I imagine taking this country, cutting it out of my body, drowning it in the sea. What would it be like in here? Would it precede absence or nostalgia, a primordial crime? Instead, I buy a light bulb that will last one thousand hours and listen to Saskia Sassen speak to a half-empty room. “The Guantanamo hunger strike was inspired by the IRA hunger strike. In other words,” she adds, “meaning circulates.”

And I this raven with a piece of hot coal in my beak.
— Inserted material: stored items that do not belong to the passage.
//! Randomized puzzle generation.
//!
//! [`PuzzleGenerator`] owns its random source. Construction validates the
//! configuration once; after that every [`generate`](PuzzleGenerator::generate)
//! call draws fresh integer-valued vectors and assembles a puzzle from them.
//!
//! Randomness is a passed-in dependency: `with_seed` makes a run fully
//! reproducible, which is how the tests and the deterministic CLI paths
//! drive it.

use rand::rngs::StdRng;
use rand::{Rng, SeedableRng};

use crate::config::PuzzleConfig;
use crate::error::TrainerResult;
use crate::puzzle::Puzzle;

/// Generates randomized attention puzzles from a validated configuration.
#[derive(Debug)]
pub struct PuzzleGenerator {
    config: PuzzleConfig,
    rng: StdRng,
}

impl PuzzleGenerator {
    /// Creates a generator seeded from operating-system entropy.
    ///
    /// # Errors
    ///
    /// Returns [`TrainerError::InvalidConfiguration`] when the
    /// configuration is rejected.
    ///
    /// [`TrainerError::InvalidConfiguration`]: crate::error::TrainerError::InvalidConfiguration
    pub fn new(config: PuzzleConfig) -> TrainerResult<Self> {
        config.validate()?;
        Ok(Self {
            config,
            rng: StdRng::from_entropy(),
        })
    }

    /// Creates a fully reproducible generator from a seed.
    ///
    /// # Errors
    ///
    /// Returns [`TrainerError::InvalidConfiguration`] when the
    /// configuration is rejected.
    ///
    /// [`TrainerError::InvalidConfiguration`]: crate::error::TrainerError::InvalidConfiguration
    pub fn with_seed(config: PuzzleConfig, seed: u64) -> TrainerResult<Self> {
        config.validate()?;
        Ok(Self {
            config,
            rng: StdRng::seed_from_u64(seed),
        })
    }

    /// The configuration this generator draws from
    pub fn config(&self) -> &PuzzleConfig {
        &self.config
    }

    /// Generates the next puzzle.
    ///
    /// # Errors
    ///
    /// Returns [`TrainerError::Math`] only if assembly fails, which a
    /// validated configuration rules out.
    ///
    /// [`TrainerError::Math`]: crate::error::TrainerError::Math
    pub fn generate(&mut self) -> TrainerResult<Puzzle> {
        let query = self.draw_vector(self.config.dim_qk);
        let keys = (0..self.config.key_count)
            .map(|_| self.draw_vector(self.config.dim_qk))
            .collect();
        let values = (0..self.config.key_count)
            .map(|_| self.draw_vector(self.config.dim_v))
            .collect();

        let puzzle = Puzzle::assemble(query, keys, values, &self.config, &mut self.rng)?;
        tracing::debug!(
            keys = puzzle.key_count(),
            dim_qk = puzzle.dim_qk(),
            dim_v = puzzle.dim_v(),
            best_key = puzzle.best_key_index(),
            "generated puzzle"
        );
        Ok(puzzle)
    }

    fn draw_vector(&mut self, dim: usize) -> Vec<f64> {
        let min = self.config.component_min;
        let max = self.config.component_max;
        (0..dim)
            .map(|_| self.rng.gen_range(min..=max) as f64)
            .collect()
    }
}

#[cfg(test)]
mod tests {
    use super::*;
    use crate::config::PuzzleConfig;
    use attention_lab_core::{
        euclidean_distance, CHOICE_IDENTIFICATION_TOLERANCE, PROBABILITY_SUM_TOLERANCE,
    };

    #[test]
    fn test_generate_respects_configured_shape() {
        let config = PuzzleConfig::builder()
            .dim_qk(2)
            .dim_v(4)
            .key_count(5)
            .build();
        let mut generator = PuzzleGenerator::with_seed(config, 9).unwrap();
        let puzzle = generator.generate().unwrap();

        assert_eq!(puzzle.key_count(), 5);
        assert_eq!(puzzle.dim_qk(), 2);
        assert_eq!(puzzle.dim_v(), 4);
        assert_eq!(puzzle.scores().len(), 5);
        assert_eq!(puzzle.probabilities().len(), 5);
        assert_eq!(puzzle.choices().len(), 3);
    }

    #[test]
    fn test_components_stay_in_configured_range() {
        let config = PuzzleConfig::builder().component_range(-2, 2).build();
        let mut generator = PuzzleGenerator::with_seed(config, 11).unwrap();
        let puzzle = generator.generate().unwrap();

        let in_range = |v: &[f64]| v.iter().all(|&x| (-2.0..=2.0).contains(&x) && x == x.trunc());
        assert!(in_range(puzzle.query()));
        assert!(puzzle.keys().iter().all(|k| in_range(k)));
        assert!(puzzle.values().iter().all(|v| in_range(v)));
    }

    #[test]
    fn test_same_seed_means_same_puzzles() {
        let config = PuzzleConfig::default();
        let mut a = PuzzleGenerator::with_seed(config.clone(), 42).unwrap();
        let mut b = PuzzleGenerator::with_seed(config, 42).unwrap();
        for _ in 0..5 {
            assert_eq!(a.generate().unwrap(), b.generate().unwrap());
        }
    }

    #[test]
    fn test_probabilities_always_sum_to_one() {
        let config = PuzzleConfig::default();
        let mut generator = PuzzleGenerator::with_seed(config, 1234).unwrap();
        for _ in 0..50 {
            let puzzle = generator.generate().unwrap();
            let sum: f64 = puzzle.probabilities().iter().sum();
            assert!((sum - 1.0).abs() < PROBABILITY_SUM_TOLERANCE);
            assert!(puzzle.probabilities().iter().all(|&p| p > 0.0 && p <= 1.0));
        }
    }

    #[test]
    fn test_generates_cleanly_at_precision_zero() {
        let config = PuzzleConfig::builder().display_precision(0).build();
        let mut generator = PuzzleGenerator::with_seed(config, 77).unwrap();
        for _ in 0..100 {
            let puzzle = generator.generate().unwrap();
            let rounded = puzzle.rounded_output();
            let close = puzzle
                .choices()
                .iter()
                .filter(|choice| {
                    euclidean_distance(choice.as_slice(), &rounded).unwrap()
                        < CHOICE_IDENTIFICATION_TOLERANCE
                })
                .count();
            assert_eq!(close, 1);
        }
    }

    #[test]
    fn test_invalid_configuration_is_rejected_up_front() {
        let config = PuzzleConfig::builder().key_count(0).build();
        assert!(PuzzleGenerator::with_seed(config, 1).is_err());
    }

    #[test]
    fn test_single_point_range_produces_constant_vectors() {
        let config = PuzzleConfig::builder().component_range(1, 1).build();
        let mut generator = PuzzleGenerator::with_seed(config, 3).unwrap();
        let puzzle = generator.generate().unwrap();
        assert!(puzzle.query().iter().all(|&x| x == 1.0));
    }
}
Given her commentary around occupation, and even colonization, it does seem curious her relative silence on aboriginal communities, whether in Canada or the United States: colonized peoples that have historically and systematically been brutalized for centuries, even continuing to the present-day, although that could easily be seen as too vast a potentially related but entirely separate conversation to include here (and the conversation isn’t not-there in Friedland’s work, but the shadow of such dark and unacknowledged histories have grown long, especially in recent months). There are structural echoes in Friedland’s work to a number of other non-fiction works over the years, writers that have blended the personal with research, weaving in and around their own articulations of archive and experience, including Ottawa writer Elizabeth Hay’s non-fiction trilogy on living beyond her familiar geographies: Crossing the Snow Line (Windsor ON: Black Moss Press, 1989), The Only Snow in Havana (Dunvegan ON: Cormorant Books, 1992) and Captivity Tales: Canadians in New York (Vancouver BC: New Star Books, 1993). Other echoes of prose that blur the boundaries of genre could be seen through Anik See’s Sausade: The Possibilities of Place (Toronto ON: Coach House Books, 2008) [see my review of such here], Monica Kidd’s any other woman: an uncommon biography (Edmonton AB: NeWest Press, 2008) [see my review of such here] and, more recently, Johannes Göransson’s Poetry Against All: a diary (Saxtons River VT: Tarpaulin Sky Press, 2020) [see my review of such here]. It is curious to consider how simultaneously Friedland’s travel might have originally prompted her research as much as her interest in researching borders and countries might have led her to explore travel. Simultaneously managing a prose both lyric and narratively straightforward, her research connects the past to the contemporary, writing of the refugee and the displaced, of traumas not purely historical, flowing through and across geographies, ideas and thoughts like water. As the piece “CROSSINGS” begins: “What do we take into the future?” Further in the same essay, she writes:

Hannah Arendt wrote “We Refugees” in the early 1940s while in exile, laying out a fundamental and brilliant analysis of the modern German-Jewish condition, a protracted migratory identity that then threatened statehood and nationalism. The eternal and yet failed attempts of Jews to assimilate (“You can hardly realize how serious we were about it”) went beyond adjusting to the country they were born into and to the people whose language they happened to speak (“We adjust in principle to everything and everybody”). Despite 150 years of Jewry proving their non-Jewishness, they “succeeded in remaining Jews all the same.” Arendt equates the Jew to the refugee, not protected by citizenship and whose stateless identity bears an ongoing political threat. “If we should start telling the truth that we are nothing but Jews, it would mean that we expose ourselves to the fate of human beings who, unprotected by any specific law or political convention, are nothing but human beings. I can hardly imagine an attitude more dangerous, since we actually live in a world in which human beings as such have ceased to exist for quite a while; since society has discovered discrimination as the great social weapon by which one may kill men without bloodshed; since passports or birth certificates, and sometimes even income tax receipts, are no longer formal papers but matters of social distinction.”